Star Wars is thick with lore. Lucas isn't just world building, he is universe building. This first episode of the prequel trilogy is the functional core at the centre of the Star Wars universe. How everything came to be in the original trilogy, is all seeded in this very first episode. And just with that element alone, Lucas succeeded in establishing the key plot points that would soon come into fruition. The introduction of Anakin Skywalker, Obi-Wan Kenobi's apprenticeship and the rebirth of the Sith. The practicality of Lucas' screenplay is the immense use of foreshadowing. Several nods to the previous instalments (release date order, of course...) are hinted frequently, essentially providing Midi-chlorian fluid for those thirsty fans.
The underlying issue with this, is that he didn't leave room for anything else. Characterisation, engrossing storytelling and basic direction are all tossed out of the starfighter.
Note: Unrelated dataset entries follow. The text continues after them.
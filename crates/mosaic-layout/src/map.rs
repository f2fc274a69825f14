//! The result of a layout pass: one frame per element plus the content size.

use std::collections::HashMap;

use mosaic_types::{ItemIndex, Rect, Size};
use serde::Serialize;

/// The three kinds of element a mosaic lays out.
#[derive(Debug, Clone, Copy, PartialEq, Eq, Hash, Serialize)]
#[serde(rename_all = "snake_case")]
pub enum ElementKind {
    Header,
    Footer,
    Item,
}

/// Identifies one laid-out element.
#[derive(Debug, Clone, Copy, PartialEq, Eq, Hash, PartialOrd, Ord, Serialize)]
#[serde(rename_all = "snake_case")]
pub enum ElementRef {
    Header(usize),
    Footer(usize),
    Item(ItemIndex),
}

impl ElementRef {
    pub fn kind(&self) -> ElementKind {
        match self {
            Self::Header(_) => ElementKind::Header,
            Self::Footer(_) => ElementKind::Footer,
            Self::Item(_) => ElementKind::Item,
        }
    }

    pub fn section(&self) -> usize {
        match self {
            Self::Header(section) | Self::Footer(section) => *section,
            Self::Item(index) => index.section,
        }
    }

    /// Build a reference from a kind and an index. Headers and footers are
    /// addressed by the section of `index`; its item is ignored.
    pub fn from_kind(kind: ElementKind, index: ItemIndex) -> Self {
        match kind {
            ElementKind::Header => Self::Header(index.section),
            ElementKind::Footer => Self::Footer(index.section),
            ElementKind::Item => Self::Item(index),
        }
    }
}

/// A computed frame tagged with its owner.
#[derive(Debug, Clone, Copy, PartialEq, Serialize)]
pub struct LayoutEntry {
    pub element: ElementRef,
    pub frame: Rect,
}

/// Immutable set of frames produced by one pass.
///
/// Entries keep the order they were produced in: section by section, the
/// header, then the footer, then the items.
#[derive(Debug, Clone, PartialEq, Serialize)]
pub struct LayoutMap {
    content_size: Size,
    entries: Vec<LayoutEntry>,
    #[serde(skip)]
    lookup: HashMap<ElementRef, usize>,
}

impl LayoutMap {
    pub(crate) fn from_entries(entries: Vec<LayoutEntry>, content_size: Size) -> Self {
        let lookup = entries
            .iter()
            .enumerate()
            .map(|(i, entry)| (entry.element, i))
            .collect();
        Self {
            content_size,
            entries,
            lookup,
        }
    }

    /// Total size of the laid-out content.
    pub fn content_size(&self) -> Size {
        self.content_size
    }

    /// Frame of `element`, or `None` if the pass did not produce it.
    pub fn rect(&self, element: &ElementRef) -> Option<Rect> {
        self.lookup.get(element).map(|&i| self.entries[i].frame)
    }

    pub fn item_rect(&self, index: ItemIndex) -> Option<Rect> {
        self.rect(&ElementRef::Item(index))
    }

    pub fn header_rect(&self, section: usize) -> Option<Rect> {
        self.rect(&ElementRef::Header(section))
    }

    pub fn footer_rect(&self, section: usize) -> Option<Rect> {
        self.rect(&ElementRef::Footer(section))
    }

    /// Every element whose frame intersects `rect`, in production order.
    ///
    /// This is a linear scan; maps are rebuilt on every width change rather
    /// than per frame, so no spatial index is kept.
    pub fn elements_intersecting(&self, rect: &Rect) -> Vec<ElementRef> {
        self.entries
            .iter()
            .filter(|entry| rect.intersects(&entry.frame))
            .map(|entry| entry.element)
            .collect()
    }

    pub fn entries(&self) -> &[LayoutEntry] {
        &self.entries
    }

    pub fn len(&self) -> usize {
        self.entries.len()
    }

    pub fn is_empty(&self) -> bool {
        self.entries.is_empty()
    }
}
That's the beautiful paradox of The Phantom Menace. It hosts so much technical ingenuity, yet still feels just as vacuous as space. The narrative structure is cleverly devised to contain as many differing scenarios as possible, all for the purpose of merchandising. The most notable of these is the podrace. Now, I have a soft spot for this elongated (and rather pointless) segment. Aside from the incredibly choreographed Darth Maul fight, it's the only other captivating scene. But there's no denying that its inclusion was to simply sell video games and toys. The marketing for potential products was a teething issue I had with this prequel trilogy, and this first episode was the biggest criminal of them all.
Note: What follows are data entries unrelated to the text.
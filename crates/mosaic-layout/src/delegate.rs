//! The configuration provider contract and the content snapshot a pass runs on.

use mosaic_types::{EdgeInsets, ItemIndex, MosaicError, Result, Size};

/// Answers the per-section layout questions for a collection.
///
/// Implementations should be cheap and free of side effects. The engine
/// does not cache answers, so a delegate with expensive lookups should
/// memoize internally.
pub trait MosaicDelegate {
    /// Number of grid columns in `section`. Must be at least 1.
    fn number_of_columns(&self, section: usize) -> usize;

    /// Whether the first item of `section` is promoted to a big cell.
    /// Requires at least 3 columns.
    fn shows_big_item(&self, section: usize) -> bool;

    /// Uniform row height, consulted when the section has more than one column.
    fn row_height(&self, section: usize) -> f64;

    /// Height of one item, consulted when the section has exactly one column.
    fn item_height(&self, index: ItemIndex) -> f64;

    fn section_inset(&self, section: usize) -> EdgeInsets;

    /// Vertical gap between consecutive rows.
    fn line_spacing(&self, section: usize) -> f64;

    /// Horizontal gap between neighbouring columns.
    fn interitem_spacing(&self, section: usize) -> f64;

    /// Header size; [`Size::ZERO`] means no header.
    fn header_size(&self, section: usize) -> Size;

    /// Footer size; [`Size::ZERO`] means no footer.
    fn footer_size(&self, section: usize) -> Size;
}

/// Immutable snapshot of what is being laid out: item counts per section
/// and the width available to the content.
#[derive(Debug, Clone, PartialEq)]
pub struct ContentDescriptor {
    item_counts: Vec<usize>,
    available_width: f64,
}

impl ContentDescriptor {
    /// Create a descriptor from per-section item counts and the available
    /// content width.
    pub fn new(available_width: f64, item_counts: impl Into<Vec<usize>>) -> Self {
        Self {
            item_counts: item_counts.into(),
            available_width,
        }
    }

    /// Derive the available width from the hosting view's bounds width
    /// minus its own horizontal content inset.
    pub fn from_bounds(
        bounds_width: f64,
        content_inset: EdgeInsets,
        item_counts: impl Into<Vec<usize>>,
    ) -> Self {
        Self::new(bounds_width - content_inset.horizontal(), item_counts)
    }

    /// Append a section with `item_count` items.
    pub fn with_section(mut self, item_count: usize) -> Self {
        self.item_counts.push(item_count);
        self
    }

    pub fn section_count(&self) -> usize {
        self.item_counts.len()
    }

    /// Item count of `section`, 0 for sections past the end.
    pub fn item_count(&self, section: usize) -> usize {
        self.item_counts.get(section).copied().unwrap_or(0)
    }

    pub fn available_width(&self) -> f64 {
        self.available_width
    }

    /// Same content laid out at a different width.
    pub fn with_available_width(&self, available_width: f64) -> Self {
        Self {
            item_counts: self.item_counts.clone(),
            available_width,
        }
    }

    pub(crate) fn validate(&self) -> Result<()> {
        if !self.available_width.is_finite() || self.available_width < 0.0 {
            return Err(MosaicError::InvalidWidth(self.available_width));
        }
        Ok(())
    }
}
However that was not the demise of this film. It was the absence of characterisation. Nearly every single character was lifeless. The actors simply saying their lines, as stiff and stoic as possible, with not a single ounce of emotion or charm. No chemistry between Qui-Gon and Obi-Wan resulted in two characters I particularly did not care for. The tedious dialogue involving democracy and other political jargon disabled any genuine character development for the likes of Padmé, Palpatine and the Jedi council members. The only memorable individual was Jar Jar Binks, the quintessential comic relief that stupidly came across as irrefutably irritating with his hyperbolic clumsiness and "mesa speak kinda Jamaican" voice. Lloyd's performance as Anakin was a huge misfire as well, in what is one of the worst child performances ever.
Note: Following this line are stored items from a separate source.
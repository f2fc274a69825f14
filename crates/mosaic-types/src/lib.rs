//! Foundation types for the mosaic layout engine.
//!
//! This crate holds the platform-agnostic values shared by the layout
//! engine and its hosts: points, sizes, rectangles, edge insets, the
//! `(section, item)` index pair, and the error type.

pub mod error;
pub mod geometry;
pub mod index;

pub use error::{MosaicError, Result};
pub use geometry::{EdgeInsets, Point, Rect, Size};
pub use index::ItemIndex;
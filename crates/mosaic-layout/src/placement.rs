//! Row/column placement of items inside one section.
//!
//! Without a big item the section is a plain row-major grid. With a big
//! item in an `N`-column section the first item covers columns `0..N-1`
//! and rows `0..N-1`; items `1..N` stack one per row in the last column
//! beside it, and from item `N` onwards the row-major grid resumes below
//! the block:
//!
//! ```text
//! N = 3          N = 4
//! +-------+---+  +-----------+---+
//! |       | 1 |  |           | 1 |
//! |   0   +---+  |           +---+
//! |       | 2 |  |     0     | 2 |
//! +---+---+---+  |           +---+
//! | 3 | 4 | 5 |  |           | 3 |
//! +---+---+---+  +---+---+---+---+
//!                | 4 | 5 | 6 | 7 |
//!                +---+---+---+---+
//! ```

use serde::Serialize;

/// Whether an item is the promoted big cell or a regular grid cell.
#[derive(Debug, Clone, Copy, PartialEq, Eq, Hash, Serialize)]
pub enum CellKind {
    Big,
    Small,
}

impl CellKind {
    /// Only item 0 of a section that shows a big item is big.
    pub fn of(show_big: bool, item: usize) -> Self {
        if show_big && item == 0 {
            Self::Big
        } else {
            Self::Small
        }
    }
}

/// Grid coordinates of a cell's top-left track.
#[derive(Debug, Clone, Copy, PartialEq, Eq, Hash, Serialize)]
pub struct GridPosition {
    pub row: usize,
    pub column: usize,
}

impl GridPosition {
    pub const fn new(row: usize, column: usize) -> Self {
        Self { row, column }
    }
}

/// Rows occupied by the big item's block in a `columns`-wide section.
pub fn big_block_rows(columns: usize) -> usize {
    columns.saturating_sub(1)
}

/// True when `item` sits beside the big cell rather than below it.
pub fn is_beside_big(columns: usize, show_big: bool, item: usize) -> bool {
    show_big && item > 0 && item < columns
}

/// Resolve the row and column of `item`.
///
/// `columns` must be at least 1, and at least 3 when `show_big` is set;
/// section resolution rejects anything else before placement runs.
pub fn position(columns: usize, show_big: bool, item: usize) -> GridPosition {
    debug_assert!(columns >= 1);
    debug_assert!(!show_big || columns >= 3);

    if CellKind::of(show_big, item) == CellKind::Big {
        return GridPosition::new(0, 0);
    }
    if is_beside_big(columns, show_big, item) {
        return GridPosition::new(item - 1, columns - 1);
    }
    if show_big {
        // The block stands in for the first grid row.
        let below = big_block_rows(columns) - 1;
        return GridPosition::new(item / columns + below, item % columns);
    }
    if columns > 1 {
        GridPosition::new(item / columns, item % columns)
    } else {
        GridPosition::new(item, 0)
    }
}

/// Number of grid rows a multi-column section needs for `item_count` items.
///
/// A big item turns its single row into a block of [`big_block_rows`] rows.
/// An empty section has no rows at all.
pub fn row_count(columns: usize, show_big: bool, item_count: usize) -> usize {
    if item_count == 0 {
        return 0;
    }
    let rows = item_count.div_ceil(columns);
    if show_big {
        rows + big_block_rows(columns) - 1
    } else {
        rows
    }
}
Then we come to the visual effects. Some effects look like works of art, others something one would find in 'Microsoft Flight Simulator V1.0'. Putting aside the frequent noticeable green screen, the backdrops are mostly awe-inspiring. The rural cities of Naboo and dusty canyons of Tatooine especially looked natural. Coruscant seemed to lack that definition, with the effects team settling on a flat plane with a few buildings in the background, subconsciously taking me out of the world that Lucas conceived. The visualised character models may look dated now, but were pretty special back in '99. The only problem with these, is that the actors working alongside them never look directly into their eyes. Qui-Gon loves looking at Jar Jar's nostrils. Anakin isn't even looking at Watto. And Obi-Wan is just unfazed by it all. The humans never react to the movement of the character models, and that comes down to Lucas' bad direction.
The film's final saving grace is Williams' score, which is sublime. "Duel of the Fates" is hands down one of the greatest tracks in cinematic history. Perfectly epic.
It's just unfortunate that The Phantom Menace really is just that. A menace. It is undoubtedly the worst Star Wars film, with about thirty minutes of enjoyment to be had within its two hour runtime (well, over two hours...). Ironically the force in this episode felt forced, with a film that wasn't required. This one can stay on the dark side.